_What you will do_
Look through the data below for the line with "use crate::protocol::Message;", and transcribe it exactly together with each line after it up to and including the line with "The acknowledged abort". Give nothing else.

_Data supplied_
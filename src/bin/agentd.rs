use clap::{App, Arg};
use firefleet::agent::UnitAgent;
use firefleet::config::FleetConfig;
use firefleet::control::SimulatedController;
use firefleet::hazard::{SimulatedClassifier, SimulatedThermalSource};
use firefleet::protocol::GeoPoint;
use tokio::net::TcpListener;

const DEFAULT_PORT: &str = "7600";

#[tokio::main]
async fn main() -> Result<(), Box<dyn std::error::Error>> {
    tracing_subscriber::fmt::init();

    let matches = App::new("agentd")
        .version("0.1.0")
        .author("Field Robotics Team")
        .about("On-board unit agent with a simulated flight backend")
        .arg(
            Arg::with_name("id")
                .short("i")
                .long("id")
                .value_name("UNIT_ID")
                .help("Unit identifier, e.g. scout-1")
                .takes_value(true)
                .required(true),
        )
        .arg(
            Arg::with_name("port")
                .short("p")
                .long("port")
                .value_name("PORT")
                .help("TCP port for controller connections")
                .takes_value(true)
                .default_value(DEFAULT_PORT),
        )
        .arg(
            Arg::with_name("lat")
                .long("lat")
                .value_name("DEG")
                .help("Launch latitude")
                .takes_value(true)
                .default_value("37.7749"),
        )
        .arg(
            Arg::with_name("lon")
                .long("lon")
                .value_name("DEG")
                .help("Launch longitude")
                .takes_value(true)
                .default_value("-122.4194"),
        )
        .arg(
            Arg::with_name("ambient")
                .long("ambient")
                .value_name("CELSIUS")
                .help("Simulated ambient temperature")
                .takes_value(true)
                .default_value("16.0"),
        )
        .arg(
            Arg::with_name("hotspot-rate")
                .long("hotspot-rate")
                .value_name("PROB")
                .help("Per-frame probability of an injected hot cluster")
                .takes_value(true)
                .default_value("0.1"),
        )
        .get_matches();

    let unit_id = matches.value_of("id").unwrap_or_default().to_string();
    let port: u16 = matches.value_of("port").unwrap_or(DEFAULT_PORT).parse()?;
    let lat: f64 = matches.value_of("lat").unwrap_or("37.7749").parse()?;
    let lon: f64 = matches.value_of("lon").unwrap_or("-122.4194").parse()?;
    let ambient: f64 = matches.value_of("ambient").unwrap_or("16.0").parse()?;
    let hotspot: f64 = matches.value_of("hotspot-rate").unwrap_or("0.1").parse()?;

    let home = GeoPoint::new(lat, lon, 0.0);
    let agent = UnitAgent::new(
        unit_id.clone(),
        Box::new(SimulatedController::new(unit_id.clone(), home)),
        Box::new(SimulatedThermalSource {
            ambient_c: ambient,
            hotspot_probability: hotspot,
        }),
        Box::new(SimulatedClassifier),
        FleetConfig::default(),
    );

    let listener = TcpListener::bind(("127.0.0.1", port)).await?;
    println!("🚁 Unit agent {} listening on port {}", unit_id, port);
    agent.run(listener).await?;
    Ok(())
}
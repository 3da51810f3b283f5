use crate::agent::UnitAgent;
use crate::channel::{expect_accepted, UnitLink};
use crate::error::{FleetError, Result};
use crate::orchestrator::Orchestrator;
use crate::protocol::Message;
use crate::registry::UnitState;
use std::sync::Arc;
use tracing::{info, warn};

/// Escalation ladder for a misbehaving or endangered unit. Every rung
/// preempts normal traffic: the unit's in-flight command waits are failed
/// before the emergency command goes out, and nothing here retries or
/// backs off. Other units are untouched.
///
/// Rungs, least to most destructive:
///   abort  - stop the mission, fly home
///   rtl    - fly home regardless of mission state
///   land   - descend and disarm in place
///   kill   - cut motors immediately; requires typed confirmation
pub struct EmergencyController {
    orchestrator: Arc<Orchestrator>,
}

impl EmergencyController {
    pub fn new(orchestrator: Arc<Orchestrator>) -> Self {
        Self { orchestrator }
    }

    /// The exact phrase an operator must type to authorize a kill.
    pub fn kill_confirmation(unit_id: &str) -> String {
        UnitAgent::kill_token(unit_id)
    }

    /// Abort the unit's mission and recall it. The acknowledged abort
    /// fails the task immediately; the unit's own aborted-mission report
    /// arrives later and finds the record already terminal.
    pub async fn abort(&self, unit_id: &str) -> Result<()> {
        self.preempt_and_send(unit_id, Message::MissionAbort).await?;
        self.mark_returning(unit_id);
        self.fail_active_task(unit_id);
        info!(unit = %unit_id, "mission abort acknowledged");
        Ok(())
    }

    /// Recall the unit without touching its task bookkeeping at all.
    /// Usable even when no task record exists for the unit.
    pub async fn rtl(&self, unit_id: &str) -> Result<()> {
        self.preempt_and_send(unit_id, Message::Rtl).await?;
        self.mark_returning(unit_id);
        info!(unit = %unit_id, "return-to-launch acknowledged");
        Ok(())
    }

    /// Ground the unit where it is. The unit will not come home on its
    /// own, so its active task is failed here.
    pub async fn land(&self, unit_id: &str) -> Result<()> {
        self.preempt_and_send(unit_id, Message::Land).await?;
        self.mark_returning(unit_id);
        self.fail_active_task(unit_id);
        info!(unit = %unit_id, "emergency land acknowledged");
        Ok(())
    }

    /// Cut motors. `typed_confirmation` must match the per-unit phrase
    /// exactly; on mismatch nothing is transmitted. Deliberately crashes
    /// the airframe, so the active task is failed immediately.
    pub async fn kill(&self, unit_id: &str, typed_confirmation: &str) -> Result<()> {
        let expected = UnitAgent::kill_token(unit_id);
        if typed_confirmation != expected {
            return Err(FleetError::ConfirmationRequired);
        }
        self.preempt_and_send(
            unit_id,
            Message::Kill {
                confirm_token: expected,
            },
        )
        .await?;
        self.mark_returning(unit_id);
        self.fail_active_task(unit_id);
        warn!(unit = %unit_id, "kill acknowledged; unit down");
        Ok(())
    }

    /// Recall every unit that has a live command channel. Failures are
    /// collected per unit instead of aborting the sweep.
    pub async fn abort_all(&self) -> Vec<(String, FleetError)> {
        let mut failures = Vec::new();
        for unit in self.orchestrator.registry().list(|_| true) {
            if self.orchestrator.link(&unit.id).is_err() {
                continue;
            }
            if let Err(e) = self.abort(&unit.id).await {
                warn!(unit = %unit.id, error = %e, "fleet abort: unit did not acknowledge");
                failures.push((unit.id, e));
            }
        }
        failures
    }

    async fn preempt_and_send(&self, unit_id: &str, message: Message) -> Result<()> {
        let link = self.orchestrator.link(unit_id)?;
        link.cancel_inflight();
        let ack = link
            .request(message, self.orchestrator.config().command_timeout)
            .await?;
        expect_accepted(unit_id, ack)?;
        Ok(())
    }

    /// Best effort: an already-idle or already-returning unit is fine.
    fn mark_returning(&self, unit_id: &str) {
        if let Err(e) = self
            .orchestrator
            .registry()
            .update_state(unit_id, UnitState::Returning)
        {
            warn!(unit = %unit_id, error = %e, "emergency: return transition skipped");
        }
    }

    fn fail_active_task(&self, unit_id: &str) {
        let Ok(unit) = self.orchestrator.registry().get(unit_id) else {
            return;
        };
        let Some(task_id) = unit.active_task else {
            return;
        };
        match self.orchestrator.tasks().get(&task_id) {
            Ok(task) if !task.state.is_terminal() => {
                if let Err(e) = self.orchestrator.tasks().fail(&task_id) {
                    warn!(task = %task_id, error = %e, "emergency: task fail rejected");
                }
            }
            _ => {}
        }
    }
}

_The completed task_
use crate::protocol::Message;
use crate::registry::UnitState;
use std::sync::Arc;
use tracing::{info, warn};

/// Escalation ladder for a misbehaving or endangered unit. Every rung
/// preempts normal traffic: the unit's in-flight command waits are failed
/// before the emergency command goes out, and nothing here retries or
/// backs off. Other units are untouched.
///
/// Rungs, least to most destructive:
///   abort  - stop the mission, fly home
///   rtl    - fly home regardless of mission state
///   land   - descend and disarm in place
///   kill   - cut motors immediately; requires typed confirmation
pub struct EmergencyController {
    orchestrator: Arc<Orchestrator>,
}

impl EmergencyController {
    pub fn new(orchestrator: Arc<Orchestrator>) -> Self {
        Self { orchestrator }
    }

    /// The exact phrase an operator must type to authorize a kill.
    pub fn kill_confirmation(unit_id: &str) -> String {
        UnitAgent::kill_token(unit_id)
    }

    /// Abort the unit's mission and recall it. The acknowledged abort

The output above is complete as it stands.